Lazizbek Mullojonov is an Uzbekistani professional boxer. As an amateur, he won a gold medal at the 2022 Asian Championships as a super-heavyweight.

Amateur career

2021 
At the end of September 2021, he became the world champion at the 58th Military World Boxing Championship in Moscow (Russia) held under the auspices of the International Military Sports Council, in the final, by a split decision of the judges, defeating an experienced Russian Svyatoslav Teterin.

At the end of October - at the beginning of November 2021 in Belgradee (Serbia), participated in the 2021 AIBA World Boxing Championships in the category over 92 kg.
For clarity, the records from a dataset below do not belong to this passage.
use clap::{Parser, Subcommand};
use std::path::PathBuf;

/// Cross-chain transfer tracker CLI (library-facing definitions)
#[derive(Debug, Parser)]
#[command(
    name = "transfer-tracker",
    about = "Track cross-chain USDC transfers relayed over Chainlink CCIP",
    version,
    disable_help_subcommand = true
)]
pub struct Cli {
    /// TOML config file; falls back to CONFIG_PATH, then built-in defaults
    #[arg(long, global = true)]
    pub config: Option<PathBuf>,

    #[command(subcommand)]
    pub command: Commands,
}

#[derive(Debug, Subcommand)]
pub enum Commands {
    /// List supported chains
    Chains,
    /// List every supported chain pair with its estimates
    Routes,
    /// Show the estimate and configuration checks for one route
    Route {
        #[arg(long)]
        from: u64,
        #[arg(long)]
        to: u64,
    },
    /// Show destination choices for a source chain
    Destinations {
        #[arg(long)]
        from: u64,
    },
    /// Validate a transfer request without sending anything
    Validate {
        #[arg(long)]
        from: u64,
        #[arg(long)]
        to: u64,
        #[arg(long)]
        amount: String,
        #[arg(long)]
        receiver: Option<String>,
    },
    /// Render one state snapshot
    Render {
        /// JSON file holding a transfer state
        #[arg(long)]
        state: PathBuf,
        #[arg(long)]
        from: u64,
        #[arg(long)]
        to: u64,
        #[arg(long)]
        amount: String,
        /// Seconds since the bridge timer started
        #[arg(long)]
        elapsed: Option<u64>,
        #[arg(long)]
        json: bool,
    },
    /// Replay a JSON-lines stream of state snapshots through a live session
    Watch {
        #[arg(long)]
        events: PathBuf,
        #[arg(long)]
        from: u64,
        #[arg(long)]
        to: u64,
        #[arg(long)]
        amount: String,
        #[arg(long)]
        json: bool,
        /// Print Prometheus metrics when the session ends
        #[arg(long)]
        metrics: bool,
    },
    /// Extract the CCIP message id from a source-chain receipt
    DecodeReceipt {
        /// JSON file: a receipt object with `logs`, or an array of logs
        #[arg(long)]
        receipt: PathBuf,
        /// Source chain id, selects the CrossChainManager address
        #[arg(long)]
        chain: u64,
    },
}
use std::fmt;

/// Error type for tracker, registry and configuration operations.
#[derive(Debug, Clone, PartialEq)]
pub enum TrackerError {
    /// Configuration-related errors.
    ConfigError(String),
    /// Input validation errors.
    ValidationError(String),
    /// Chain id not present in the registry.
    UnknownChain(u64),
    /// Route between two chains is not supported.
    UnsupportedRoute(String),
    /// A state update broke a transfer invariant.
    InvalidState(String),
    /// Receipt / log decoding errors.
    DecodeError(String),
    /// Amount parsing or conversion errors.
    InvalidAmount(String),
    /// Menu selection errors.
    SelectionError(String),
    /// Serialization/deserialization errors.
    SerializationError(String),
    /// IO errors.
    IoError(String),
    /// Generic errors (legacy).
    Other(String),
}

impl fmt::Display for TrackerError {
    fn fmt(&self, f: &mut fmt::Formatter<'_>) -> fmt::Result {
        match self {
            TrackerError::ConfigError(msg) => write!(f, "Configuration error: {}", msg),
            TrackerError::ValidationError(msg) => write!(f, "Validation error: {}", msg),
            TrackerError::UnknownChain(id) => write!(f, "Unknown chain: {}", id),
            TrackerError::UnsupportedRoute(msg) => write!(f, "Unsupported route: {}", msg),
            TrackerError::InvalidState(msg) => write!(f, "Invalid transfer state: {}", msg),
            TrackerError::DecodeError(msg) => write!(f, "Decode error: {}", msg),
            TrackerError::InvalidAmount(msg) => write!(f, "Invalid amount: {}", msg),
            TrackerError::SelectionError(msg) => write!(f, "Selection error: {}", msg),
            TrackerError::SerializationError(msg) => write!(f, "Serialization error: {}", msg),
            TrackerError::IoError(msg) => write!(f, "IO error: {}", msg),
            TrackerError::Other(msg) => write!(f, "Error: {}", msg),
        }
    }
}

impl std::error::Error for TrackerError {}

impl TrackerError {
    /// Whether the error was caused by bad caller input rather than the environment.
    pub fn is_user_error(&self) -> bool {
        matches!(
            self,
            TrackerError::ValidationError(_)
                | TrackerError::UnknownChain(_)
                | TrackerError::UnsupportedRoute(_)
                | TrackerError::InvalidAmount(_)
                | TrackerError::SelectionError(_)
        )
    }
}

impl From<anyhow::Error> for TrackerError {
    fn from(err: anyhow::Error) -> Self {
        TrackerError::Other(err.to_string())
    }
}

impl From<std::io::Error> for TrackerError {
    fn from(err: std::io::Error) -> Self {
        TrackerError::IoError(err.to_string())
    }
}

impl From<serde_json::Error> for TrackerError {
    fn from(err: serde_json::Error) -> Self {
        TrackerError::SerializationError(err.to_string())
    }
}

impl From<toml::de::Error> for TrackerError {
    fn from(err: toml::de::Error) -> Self {
        TrackerError::ConfigError(err.to_string())
    }
}
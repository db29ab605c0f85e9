use crate::blockchain::bridge::TransferStatus;
use crate::core::errors::TrackerError;
use prometheus::{Encoder, Histogram, HistogramOpts, IntCounter, Registry, TextEncoder};
use tracing::info;

/// Transfer counters and bridge-duration histogram.
///
/// Constructed by the caller and shared through `Arc`; each instance owns its
/// own registry.
pub struct TrackerMetrics {
    registry: Registry,

    pub transfers_observed: IntCounter,
    pub transfers_completed: IntCounter,
    pub transfers_failed: IntCounter,
    pub bridge_elapsed_seconds: Histogram,
}

fn metrics_err(e: prometheus::Error) -> TrackerError {
    TrackerError::Other(format!("metrics: {}", e))
}

impl TrackerMetrics {
    pub fn new() -> Result<Self, TrackerError> {
        let registry = Registry::new();

        let transfers_observed =
            IntCounter::new("transfers_observed_total", "Transfers picked up by a tracker session")
                .map_err(metrics_err)?;
        let transfers_completed =
            IntCounter::new("transfers_completed_total", "Transfers that reached completed")
                .map_err(metrics_err)?;
        let transfers_failed =
            IntCounter::new("transfers_failed_total", "Transfers that reached failed")
                .map_err(metrics_err)?;
        // CCIP relays typically take 15-20 minutes
        let bridge_elapsed_seconds = Histogram::with_opts(
            HistogramOpts::new("bridge_elapsed_seconds", "Observed bridge phase duration")
                .buckets(vec![60.0, 300.0, 600.0, 900.0, 1200.0, 1800.0, 3600.0]),
        )
        .map_err(metrics_err)?;

        registry.register(Box::new(transfers_observed.clone())).map_err(metrics_err)?;
        registry.register(Box::new(transfers_completed.clone())).map_err(metrics_err)?;
        registry.register(Box::new(transfers_failed.clone())).map_err(metrics_err)?;
        registry.register(Box::new(bridge_elapsed_seconds.clone())).map_err(metrics_err)?;

        Ok(Self {
            registry,
            transfers_observed,
            transfers_completed,
            transfers_failed,
            bridge_elapsed_seconds,
        })
    }

    /// Count a terminal status; a non-zero bridge duration is recorded as well.
    pub fn record_outcome(&self, status: TransferStatus, bridge_elapsed_secs: u64) {
        match status {
            TransferStatus::Completed => self.transfers_completed.inc(),
            TransferStatus::Failed => self.transfers_failed.inc(),
            _ => return,
        }
        if bridge_elapsed_secs > 0 {
            self.bridge_elapsed_seconds.observe(bridge_elapsed_secs as f64);
        }
        info!(%status, bridge_elapsed_secs, "Recorded transfer outcome");
    }

    /// Prometheus text exposition of every metric.
    pub fn gather_text(&self) -> Result<String, TrackerError> {
        let mut buffer = Vec::new();
        TextEncoder::new().encode(&self.registry.gather(), &mut buffer).map_err(metrics_err)?;
        String::from_utf8(buffer).map_err(|e| TrackerError::Other(e.to_string()))
    }
}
Where in 1/16 finals defeated the experienced Iranian Puria Amiri on points, in the 1/8 finals he defeated the Englishman Delicious Ori, but in the quarterfinal on points in a competitive battle he lost to the Armenian David Chaloyan - who became the silver medalist of this world championship.

2022 
In February 2022, he became the champion in the weight category over 92 kg of the prestigious international Strandzha Cup held in Sofia (Bulgaria), where he defeated the experienced Russian Yaroslava Doronicheva, then in the semi-finals by points of victories Kazakh silt Nurlan Saparbay, and in the final he defeated the experienced German boxer Nelvy Tiafaka.

Professional career 

On January 29, 2021 in Moscow (Russia) made his debut in the professional ring, ahead of schedule by technical knockout in the 2nd round, defeating Russian Alexander Stepanov (2-2).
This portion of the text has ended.